• [AIM OF THE TASK]
Among the records, which lines include "dados"? List them.

(Records from a data source)
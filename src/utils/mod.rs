pub mod mail;
pub mod push;
pub mod webutils;
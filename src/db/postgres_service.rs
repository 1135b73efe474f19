use migration::{Migrator, MigratorTrait};
use sea_orm::{Database, DatabaseConnection, DbErr};
use tracing::info;

#[derive(Clone)]
pub struct PostgresService {
    pub(crate) database_connection: DatabaseConnection,
}

impl PostgresService {
    pub async fn new(uri: &str) -> Result<Self, DbErr> {
        info!("Connecting to PostgreSQL...");
        let database_connection = Database::connect(uri).await?;
        info!("Running migrations...");
        Migrator::up(&database_connection, None).await?;
        info!("Connected to PostgreSQL.");
        Ok(Self {
            database_connection,
        })
    }
}
use crate::config::config;
use reqwest::ClientBuilder;
use serde::Serialize;
use std::time::Duration;
use uuid::Uuid;

#[derive(Serialize)]
struct PushPayload<'a> {
    user_id: Uuid,
    title: &'a str,
    body: &'a str,
}

/// Best-effort push via the configured webhook. Only called for users that
/// opted in; failures are the caller's to log, never to propagate.
pub async fn send_push(user_id: Uuid, title: &str, body: &str) -> Result<(), String> {
    let push = &config().push;

    let client = ClientBuilder::new()
        .user_agent("avaliacao-api/1.0 (+reqwest)")
        .timeout(Duration::from_secs(5))
        .build()
        .map_err(|e| format!("build client failed: {e}"))?;

    let res = client
        .post(&push.endpoint)
        .bearer_auth(&push.api_key)
        .json(&PushPayload {
            user_id,
            title,
            body,
        })
        .send()
        .await
        .map_err(|e| format!("send failed: {e}"))?;

    let status = res.status();
    if status.is_success() {
        Ok(())
    } else {
        Err(format!("push API error: HTTP {status}"))
    }
}
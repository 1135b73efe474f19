pub mod answer;
pub mod evaluation;
pub mod notification;
pub mod postgres_service;
pub mod settings;
pub mod user;
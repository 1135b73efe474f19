use crate::db::postgres_service::PostgresService;
use crate::service;
use crate::types::evaluation::RCreateEvaluation;
use crate::types::response::{ApiReply, ApiResult};
use actix_web::{post, web};
use actix_web_httpauth::extractors::bearer::BearerAuth;
use entity::evaluation::Model as EvaluationModel;
use std::sync::Arc;

#[post("")]
async fn create(
    _auth: BearerAuth,
    db: web::Data<Arc<PostgresService>>,
    body: web::Json<RCreateEvaluation>,
) -> ApiResult<EvaluationModel> {
    let evaluation = service::evaluation::create_evaluation(&db, body.into_inner()).await?;
    Ok(ApiReply::Created(evaluation))
}
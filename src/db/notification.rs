use crate::db::postgres_service::PostgresService;
use crate::types::error::AppError;
use chrono::Utc;
use entity::notification::{
    ActiveModel as NotificationActive, Column, Entity as Notification, Model as NotificationModel,
};
use sea_orm::sea_query::Expr;
use sea_orm::{ActiveModelTrait, ColumnTrait, EntityTrait, QueryFilter, QueryOrder, Set};
use uuid::Uuid;

pub struct DBNotificationCreate {
    pub usuario_id: Uuid,
    pub tipo: String,
    pub titulo: String,
    pub mensagem: String,
    pub dados: serde_json::Value,
}

impl PostgresService {
    /// The persisted record is the one channel that must succeed; email and
    /// push flags are flipped afterwards as deliveries go through.
    pub async fn insert_notification(
        &self,
        payload: DBNotificationCreate,
    ) -> Result<NotificationModel, AppError> {
        Ok(NotificationActive {
            id: Set(Uuid::new_v4()),
            usuario_id: Set(payload.usuario_id),
            tipo: Set(payload.tipo),
            titulo: Set(payload.titulo),
            mensagem: Set(payload.mensagem),
            dados: Set(payload.dados),
            lida: Set(false),
            enviada_email: Set(false),
            enviada_push: Set(false),
            created_at: Set(Utc::now()),
        }
        .insert(&self.database_connection)
        .await?)
    }

    pub async fn mark_notification_emailed(&self, id: Uuid) -> Result<(), AppError> {
        Notification::update_many()
            .col_expr(Column::EnviadaEmail, Expr::value(true))
            .filter(Column::Id.eq(id))
            .exec(&self.database_connection)
            .await?;
        Ok(())
    }

    pub async fn mark_notification_pushed(&self, id: Uuid) -> Result<(), AppError> {
        Notification::update_many()
            .col_expr(Column::EnviadaPush, Expr::value(true))
            .filter(Column::Id.eq(id))
            .exec(&self.database_connection)
            .await?;
        Ok(())
    }

    pub async fn notifications_for_user(
        &self,
        usuario_id: Uuid,
    ) -> Result<Vec<NotificationModel>, AppError> {
        Ok(Notification::find()
            .filter(Column::UsuarioId.eq(usuario_id))
            .order_by_desc(Column::CreatedAt)
            .all(&self.database_connection)
            .await?)
    }
}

• [RESPONSE TO THE EXERCISE]
    pub dados: serde_json::Value,
            dados: Set(payload.dados),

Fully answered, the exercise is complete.